兔病毒性出血症病毒其病毒粒子为球形，直径大小为32～36 nm，无囊膜，二十面体立体对称，为单股正链RNA病毒，基因组全长7 437个核苷酸。对外界环境抵抗力强，对乙醚、氯仿和PH3有抵抗力。病毒基因组变异速度慢，可能因兔子一般发病急，病程短有关。2010年法国首先报道了一种新型变异性兔瘟病毒称为RHDV2或RHDVb，其基因序列与RHDV具有82.4%的同源性。目前，已在西班牙、德国、葡萄牙等多个国家爆发流行，引起的病变与经典兔瘟类似，但是能感染致死30日龄以内的兔和一些野兔品种，传统灭活疫苗效果不理想[4]。目前我国尚无RHDV2发病的相关报道，但是随着国际交流合作的不断深入，该病传入我国的风险不断增加。

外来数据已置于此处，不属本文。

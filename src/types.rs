//! Core types for the envelope log.

use serde::{Deserialize, Serialize};
use std::fmt;
use std::time::{SystemTime, UNIX_EPOCH};

/// Numeric identity of a network node (the originator of envelopes).
pub type NodeId = u32;

/// Position of an envelope in its originator's log.
pub type SequenceId = u64;

/// Identifier of a payer in the usage ledger.
pub type PayerId = u32;

/// Fee amounts, in picodollars.
pub type PicoDollars = u64;

/// Microseconds since the Unix epoch.
#[derive(Clone, Copy, PartialEq, Eq, PartialOrd, Ord, Hash, Serialize, Deserialize, Default)]
pub struct Timestamp(pub i64);

impl Timestamp {
    /// Current time.
    pub fn now() -> Self {
        let duration = SystemTime::now()
            .duration_since(UNIX_EPOCH)
            .unwrap_or_default();
        Timestamp(duration.as_micros() as i64)
    }

    pub fn from_unix_secs(secs: i64) -> Self {
        Timestamp(secs.saturating_mul(1_000_000))
    }

    pub fn unix_secs(self) -> i64 {
        self.0 / 1_000_000
    }

    /// Whole minutes since the epoch; the bucket used by usage counters.
    pub fn minutes_since_epoch(self) -> u32 {
        (self.unix_secs().max(0) / 60) as u32
    }
}

impl fmt::Debug for Timestamp {
    fn fmt(&self, f: &mut fmt::Formatter<'_>) -> fmt::Result {
        write!(f, "Timestamp({})", self.0)
    }
}

/// The kind of a topic, stored in its first byte.
#[derive(Clone, Copy, Debug, PartialEq, Eq, Hash)]
pub enum TopicKind {
    GroupMessages,
    WelcomeMessages,
    IdentityUpdates,
    KeyPackages,
    PayerReports,
    PayerReportAttestations,
}

impl TopicKind {
    pub fn as_byte(self) -> u8 {
        match self {
            TopicKind::GroupMessages => 0,
            TopicKind::WelcomeMessages => 1,
            TopicKind::IdentityUpdates => 2,
            TopicKind::KeyPackages => 3,
            TopicKind::PayerReports => 4,
            TopicKind::PayerReportAttestations => 5,
        }
    }

    pub fn from_byte(byte: u8) -> Option<Self> {
        Some(match byte {
            0 => TopicKind::GroupMessages,
            1 => TopicKind::WelcomeMessages,
            2 => TopicKind::IdentityUpdates,
            3 => TopicKind::KeyPackages,
            4 => TopicKind::PayerReports,
            5 => TopicKind::PayerReportAttestations,
            _ => return None,
        })
    }

    /// Reserved kinds are produced by nodes themselves and carry no fees.
    pub fn is_reserved(self) -> bool {
        matches!(
            self,
            TopicKind::PayerReports | TopicKind::PayerReportAttestations
        )
    }
}

/// Routing key of an envelope: a kind byte followed by an identifier.
#[derive(Clone, PartialEq, Eq, PartialOrd, Ord, Hash, Serialize, Deserialize, Default)]
pub struct Topic(pub Vec<u8>);

impl Topic {
    pub fn new(kind: TopicKind, identifier: &[u8]) -> Self {
        let mut bytes = Vec::with_capacity(identifier.len() + 1);
        bytes.push(kind.as_byte());
        bytes.extend_from_slice(identifier);
        Topic(bytes)
    }

    pub fn from_bytes(bytes: impl Into<Vec<u8>>) -> Self {
        Topic(bytes.into())
    }

    pub fn as_bytes(&self) -> &[u8] {
        &self.0
    }

    pub fn len(&self) -> usize {
        self.0.len()
    }

    pub fn is_empty(&self) -> bool {
        self.0.is_empty()
    }

    /// `None` for empty topics and unknown kind bytes.
    pub fn kind(&self) -> Option<TopicKind> {
        self.0.first().copied().and_then(TopicKind::from_byte)
    }

    pub fn is_reserved(&self) -> bool {
        self.kind().map_or(false, TopicKind::is_reserved)
    }
}

impl fmt::Debug for Topic {
    fn fmt(&self, f: &mut fmt::Formatter<'_>) -> fmt::Result {
        write!(f, "Topic({})", hex::encode(&self.0))
    }
}

impl fmt::Display for Topic {
    fn fmt(&self, f: &mut fmt::Formatter<'_>) -> fmt::Result {
        write!(f, "{}", hex::encode(&self.0))
    }
}

/// A durable envelope, immutable once stored.
#[derive(Clone, Debug, PartialEq, Eq, Serialize, Deserialize)]
pub struct Envelope {
    pub originator_id: NodeId,
    pub sequence_id: SequenceId,
    pub topic: Topic,
    /// Signed originator envelope bytes; opaque to the log.
    pub payload: Vec<u8>,
    /// Time the envelope was accepted by this node.
    pub insert_time: Timestamp,
    /// Unix seconds after which the envelope may be dropped.
    pub expiry: Option<i64>,
    pub payer_id: Option<PayerId>,
}

/// Input for inserting an envelope.
#[derive(Clone, Debug)]
pub struct NewEnvelope {
    pub originator_id: NodeId,
    pub sequence_id: SequenceId,
    pub topic: Topic,
    pub payload: Vec<u8>,
    /// Defaults to the commit time when `None`.
    pub insert_time: Option<Timestamp>,
    pub expiry: Option<i64>,
    pub payer_id: Option<PayerId>,
    /// Spend charged to `payer_id` when the row is actually inserted.
    pub spend: PicoDollars,
}

impl NewEnvelope {
    pub fn new(
        originator_id: NodeId,
        sequence_id: SequenceId,
        topic: Topic,
        payload: impl Into<Vec<u8>>,
    ) -> Self {
        Self {
            originator_id,
            sequence_id,
            topic,
            payload: payload.into(),
            insert_time: None,
            expiry: None,
            payer_id: None,
            spend: 0,
        }
    }

    pub fn with_expiry(mut self, expiry: i64) -> Self {
        self.expiry = Some(expiry);
        self
    }

    pub fn with_payer(mut self, payer_id: PayerId, spend: PicoDollars) -> Self {
        self.payer_id = Some(payer_id);
        self.spend = spend;
        self
    }

    pub(crate) fn into_envelope(self, now: Timestamp) -> Envelope {
        Envelope {
            originator_id: self.originator_id,
            sequence_id: self.sequence_id,
            topic: self.topic,
            payload: self.payload,
            insert_time: self.insert_time.unwrap_or(now),
            expiry: self.expiry,
            payer_id: self.payer_id,
        }
    }
}

/// An envelope as submitted by a payer, before the node sequences it.
#[derive(Clone, Debug, PartialEq, Eq, Serialize, Deserialize)]
pub struct PayerEnvelope {
    /// Address recovered from the payer signature by the transport layer.
    pub payer_address: String,
    pub target_originator: NodeId,
    pub topic: Topic,
    pub payload: Vec<u8>,
    pub retention_days: u32,
    pub signature: Vec<u8>,
}

impl PayerEnvelope {
    pub fn to_bytes(&self) -> crate::Result<Vec<u8>> {
        Ok(rmp_serde::to_vec(self)?)
    }

    pub fn from_bytes(bytes: &[u8]) -> crate::Result<Self> {
        Ok(rmp_serde::from_slice(bytes)?)
    }
}

/// A payer envelope sequenced and signed by its originator node.
#[derive(Clone, Debug, PartialEq, Eq, Serialize, Deserialize)]
pub struct OriginatorEnvelope {
    pub originator_id: NodeId,
    pub sequence_id: SequenceId,
    pub originator_time: Timestamp,
    pub topic: Topic,
    pub payer_envelope: Vec<u8>,
    pub base_fee: PicoDollars,
    pub congestion_fee: PicoDollars,
    pub expiry: Option<i64>,
    pub signature: Vec<u8>,
}

impl OriginatorEnvelope {
    pub fn to_bytes(&self) -> crate::Result<Vec<u8>> {
        Ok(rmp_serde::to_vec(self)?)
    }

    pub fn from_bytes(bytes: &[u8]) -> crate::Result<Self> {
        Ok(rmp_serde::from_slice(bytes)?)
    }

    pub fn total_fee(&self) -> PicoDollars {
        self.base_fee.saturating_add(self.congestion_fee)
    }
}

/// A write-ahead row holding a payer envelope until it is durably published.
#[derive(Clone, Debug, PartialEq, Eq, Serialize, Deserialize)]
pub struct StagedEnvelope {
    /// Also the sequence ID the envelope is published under.
    pub id: SequenceId,
    pub originator_time: Timestamp,
    pub topic: Topic,
    pub payer_envelope: Vec<u8>,
}
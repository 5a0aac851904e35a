//! Polling subscriptions: turn a paged query over a cursor into a stream of batches.

use crate::context::Context;
use crate::error::{Error, Result};
use crossbeam_channel::{after, bounded, never, select, Receiver, Sender};
use std::marker::PhantomData;
use std::ops::ControlFlow;
use std::thread;
use std::time::Duration;
use tracing::{debug, error, trace, warn};

/// A paged query: results strictly after `cursor`, at most `limit` of them,
/// plus the cursor to resume from.
///
/// Implementations must never return rows at or below the cursor. Returning
/// a fatal error (see [`Error::is_fatal`]) tears the subscription down; any
/// other error is retried from the same cursor on the next wake-up.
pub trait PollableQuery<V, C>: Send {
    fn query(&mut self, cursor: &C, limit: usize) -> Result<(Vec<V>, C)>;
}

impl<V, C, F> PollableQuery<V, C> for F
where
    F: FnMut(&C, usize) -> Result<(Vec<V>, C)> + Send,
{
    fn query(&mut self, cursor: &C, limit: usize) -> Result<(Vec<V>, C)> {
        self(cursor, limit)
    }
}

/// When and how much to poll.
#[derive(Clone, Debug)]
pub struct PollingOptions {
    /// Fallback timer between polls.
    pub interval: Duration,
    /// Low-latency wake-up; each message triggers a poll.
    pub notifier: Option<Receiver<()>>,
    pub page_size: usize,
}

impl PollingOptions {
    pub fn new(interval: Duration, page_size: usize) -> Self {
        Self {
            interval,
            notifier: None,
            page_size,
        }
    }

    pub fn with_notifier(mut self, notifier: Receiver<()>) -> Self {
        self.notifier = Some(notifier);
        self
    }
}

#[derive(Clone, Copy, Debug)]
enum Wake {
    Cancelled,
    Notified,
    NotifierClosed,
    Timer,
}

/// A background loop that polls `query` and emits each non-empty page.
///
/// The output channel has no buffer: a slow consumer slows the polling.
/// It closes when the context is cancelled or the query fails fatally.
pub struct PollingSubscription<V, C, Q> {
    ctx: Context,
    name: String,
    query: Q,
    cursor: C,
    options: PollingOptions,
    _values: PhantomData<fn() -> V>,
}

impl<V, C, Q> PollingSubscription<V, C, Q>
where
    V: Send + 'static,
    C: Send + 'static,
    Q: PollableQuery<V, C> + 'static,
{
    pub fn new(
        ctx: Context,
        name: impl Into<String>,
        query: Q,
        cursor: C,
        options: PollingOptions,
    ) -> Self {
        Self {
            ctx,
            name: name.into(),
            query,
            cursor,
            options,
            _values: PhantomData,
        }
    }

    /// Spawn the polling loop. Polls once immediately.
    pub fn start(self) -> Result<Receiver<Vec<V>>> {
        if self.options.page_size == 0 {
            return Err(Error::InvalidArgument("page size must be positive".into()));
        }
        let (updates, output) = bounded(0);
        thread::Builder::new()
            .name(format!("poll-{}", self.name))
            .spawn(move || self.run(updates))?;
        Ok(output)
    }

    fn run(mut self, updates: Sender<Vec<V>>) {
        let done = self.ctx.done().clone();
        let mut notifier = self.options.notifier.take().unwrap_or_else(never);

        if self.poll(&updates, "startup").is_continue() {
            loop {
                let wake = select! {
                    recv(done) -> _ => Wake::Cancelled,
                    recv(notifier) -> msg => match msg {
                        Ok(()) => Wake::Notified,
                        Err(_) => Wake::NotifierClosed,
                    },
                    recv(after(self.options.interval)) -> _ => Wake::Timer,
                };

                let flow = match wake {
                    Wake::Cancelled => break,
                    Wake::NotifierClosed => {
                        notifier = never();
                        continue;
                    }
                    Wake::Notified => self.poll(&updates, "notification"),
                    Wake::Timer => self.poll(&updates, "timer"),
                };
                if flow.is_break() {
                    break;
                }
            }
        }
        debug!(name = %self.name, "polling subscription stopped");
    }

    /// Page until a short page. `Break` means the subscription is over.
    fn poll(&mut self, updates: &Sender<Vec<V>>, trigger: &'static str) -> ControlFlow<()> {
        let mut total = 0;
        loop {
            if self.ctx.is_done() {
                return ControlFlow::Break(());
            }

            let (results, next) = match self.query.query(&self.cursor, self.options.page_size) {
                Ok(page) => page,
                Err(e) if e.is_fatal() => {
                    error!(name = %self.name, error = %e, "polling query failed fatally; closing subscription");
                    return ControlFlow::Break(());
                }
                Err(e) => {
                    // Cursor untouched; the next wake-up retries from here.
                    warn!(name = %self.name, trigger, error = %e, "polling query failed");
                    return ControlFlow::Continue(());
                }
            };

            if results.is_empty() {
                trace!(name = %self.name, trigger, total, "caught up");
                return ControlFlow::Continue(());
            }

            let full = results.len() >= self.options.page_size;
            total += results.len();
            self.cursor = next;

            let delivered = select! {
                send(updates, results) -> sent => sent.is_ok(),
                recv(self.ctx.done()) -> _ => false,
            };
            if !delivered {
                return ControlFlow::Break(());
            }
            if !full {
                return ControlFlow::Continue(());
            }
        }
    }
}

#[cfg(test)]
mod tests {
    use super::*;
    use parking_lot::Mutex;
    use std::sync::atomic::{AtomicUsize, Ordering};
    use std::sync::Arc;

    /// Scalar-cursor query over a shared list of ids.
    fn id_query(log: Arc<Mutex<Vec<u64>>>) -> impl FnMut(&u64, usize) -> Result<(Vec<u64>, u64)> + Send {
        move |last: &u64, limit: usize| {
            let ids: Vec<u64> = log
                .lock()
                .iter()
                .copied()
                .filter(|id| id > last)
                .take(limit)
                .collect();
            let next = ids.last().copied().unwrap_or(*last);
            Ok((ids, next))
        }
    }

    fn recv_batch(rx: &Receiver<Vec<u64>>) -> Vec<u64> {
        rx.recv_timeout(Duration::from_secs(5)).unwrap()
    }

    #[test]
    fn test_pages_until_short_page() {
        let log = Arc::new(Mutex::new((1..=5).collect::<Vec<u64>>()));
        let ctx = Context::background();
        let rx = PollingSubscription::new(
            ctx.clone(),
            "ids",
            id_query(Arc::clone(&log)),
            0u64,
            PollingOptions::new(Duration::from_secs(60), 2),
        )
        .start()
        .unwrap();

        assert_eq!(recv_batch(&rx), vec![1, 2]);
        assert_eq!(recv_batch(&rx), vec![3, 4]);
        assert_eq!(recv_batch(&rx), vec![5]);
        ctx.cancel();
    }

    #[test]
    fn test_notifier_wakes_poll() {
        let log = Arc::new(Mutex::new(vec![1u64]));
        let (notify, notifier) = bounded(1);
        let ctx = Context::background();
        let rx = PollingSubscription::new(
            ctx.clone(),
            "ids",
            id_query(Arc::clone(&log)),
            0u64,
            PollingOptions::new(Duration::from_secs(60), 10).with_notifier(notifier),
        )
        .start()
        .unwrap();

        assert_eq!(recv_batch(&rx), vec![1]);
        log.lock().push(2);
        notify.send(()).unwrap();
        assert_eq!(recv_batch(&rx), vec![2]);
        ctx.cancel();
    }

    #[test]
    fn test_transient_error_keeps_cursor() {
        let calls = Arc::new(AtomicUsize::new(0));
        let counter = Arc::clone(&calls);
        let query = move |last: &u64, _limit: usize| -> Result<(Vec<u64>, u64)> {
            if counter.fetch_add(1, Ordering::SeqCst) == 0 {
                return Err(Error::Transient("hiccup".into()));
            }
            if *last == 0 {
                Ok((vec![7], 7))
            } else {
                Ok((vec![], *last))
            }
        };

        let ctx = Context::background();
        let rx = PollingSubscription::new(
            ctx.clone(),
            "flaky",
            query,
            0u64,
            PollingOptions::new(Duration::from_millis(10), 10),
        )
        .start()
        .unwrap();

        assert_eq!(recv_batch(&rx), vec![7]);
        assert!(calls.load(Ordering::SeqCst) >= 2);
        ctx.cancel();
    }

    #[test]
    fn test_fatal_error_closes_output() {
        let query = |_: &u64, _: usize| -> Result<(Vec<u64>, u64)> {
            Err(Error::InvariantViolation("sequence went backwards".into()))
        };
        let rx = PollingSubscription::new(
            Context::background(),
            "broken",
            query,
            0u64,
            PollingOptions::new(Duration::from_millis(10), 10),
        )
        .start()
        .unwrap();

        assert!(rx.recv_timeout(Duration::from_secs(5)).is_err());
    }

    #[test]
    fn test_cancel_closes_output() {
        let ctx = Context::background();
        let rx = PollingSubscription::new(
            ctx.clone(),
            "idle",
            id_query(Arc::new(Mutex::new(Vec::new()))),
            0u64,
            PollingOptions::new(Duration::from_millis(10), 10),
        )
        .start()
        .unwrap();

        ctx.cancel();
        assert!(rx.recv_timeout(Duration::from_secs(5)).is_err());
    }

    #[test]
    fn test_zero_page_size_rejected() {
        let result = PollingSubscription::new(
            Context::background(),
            "bad",
            id_query(Arc::new(Mutex::new(Vec::new()))),
            0u64,
            PollingOptions::new(Duration::from_millis(10), 0),
        )
        .start();
        assert!(matches!(result, Err(Error::InvalidArgument(_))));
    }
}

当前实验室检测RHDV包括病毒的分离，血凝实验、ELISA实验、RT-PCR等，这些方法都存在着各种弊端，或操作繁琐、时间长，或敏感性低，或不能进行早期快速确诊[5-6]。

荧光定量PCR技术经过20多年发展已经成熟，SYBR GreenⅠ染料法与TaqMan探针法相比，特异性太差，不适合临床检测[7-9]。探针法荧光PCR检测已经广泛应用于各种疾病早期快速确诊，但关于RHDV荧光PCR检测相关研究报道较少。基于此，本试验建立了RHDV一步法荧光PCR快速检测方法，应用于临床，可实现RHD早期快速确诊，从而采取相应措施，减少养殖场损失。

1 材料与方法

1.1 病毒株与病料

兔病毒性出血症病毒（RHDV）、兔巴氏杆菌、兔大肠杆菌、兔沙门氏菌、兔水疱性口炎病毒（RVSTV）和兔轮状病毒（RRV）等均为本实验室贮存，临床检测样品为从山东各地兔场疑似RHDV感染的兔肝。

1.2 试剂和试剂盒

PrimeScript™ One Step RT-PCR Kit Ver.2 为大连宝生物公司产品，细菌基因组DNA提取试剂盒购自百泰克生物技术有限公司，AxyPrep病毒基因组提取试剂盒为杭州爱思进生物公司产品。

1.3 引物和探针

据GenBank公布的RHDV基因序列，设计两条引物和1条TaqMan水解探针，引物和探针序列如下：RHDV-F1：5'-TACTTTACACCGTCCAACATT CT-3'和 RHDV-R1： 5'-AACCAACCGCCCACCAAA-3'，特异性探针为P1：5'-GCCGTGCTGAGCCAGAT GTATGCTG-3'，其中探针荧光基团标记的为FAM，淬灭基团标记的为BHQ1，引物和探针均由生工生物工程股份有限公司合成。

1.4 病毒核酸的提取

参照AxyPrep病毒基因组提取试剂盒说明书，分别提取RHDV、RVSTV和RRV等核酸作为模板。同时用细菌基因组DNA提取试剂盒提取兔常见细菌如兔巴氏杆菌、兔大肠杆菌、兔沙门氏菌的核酸作为模板。

1.5 荧光PCR检测方法

荧光PCR反应体系总体积为20 μL，其中2×1 Step Buffer 10 μL，PrimeScript™ 1 Step Enzyme Mix 0.8 μL，模板2 μL，浓度为10 μmol·L-1的引物，浓度为5 μmol·L-1的探针的加入量进行适度调整，最后纯化水补充总体积为20 μL，瞬时离心后，置便携式荧光PCR仪MyGo mini中，分别以53、54、55、56、57、58、59、60℃等不同的退火温度进行扩增反应，选取能获取低的CT和较高的荧光强度增加值的退火温度和引物及探针浓度做荧光PCR反应最适条件[10]。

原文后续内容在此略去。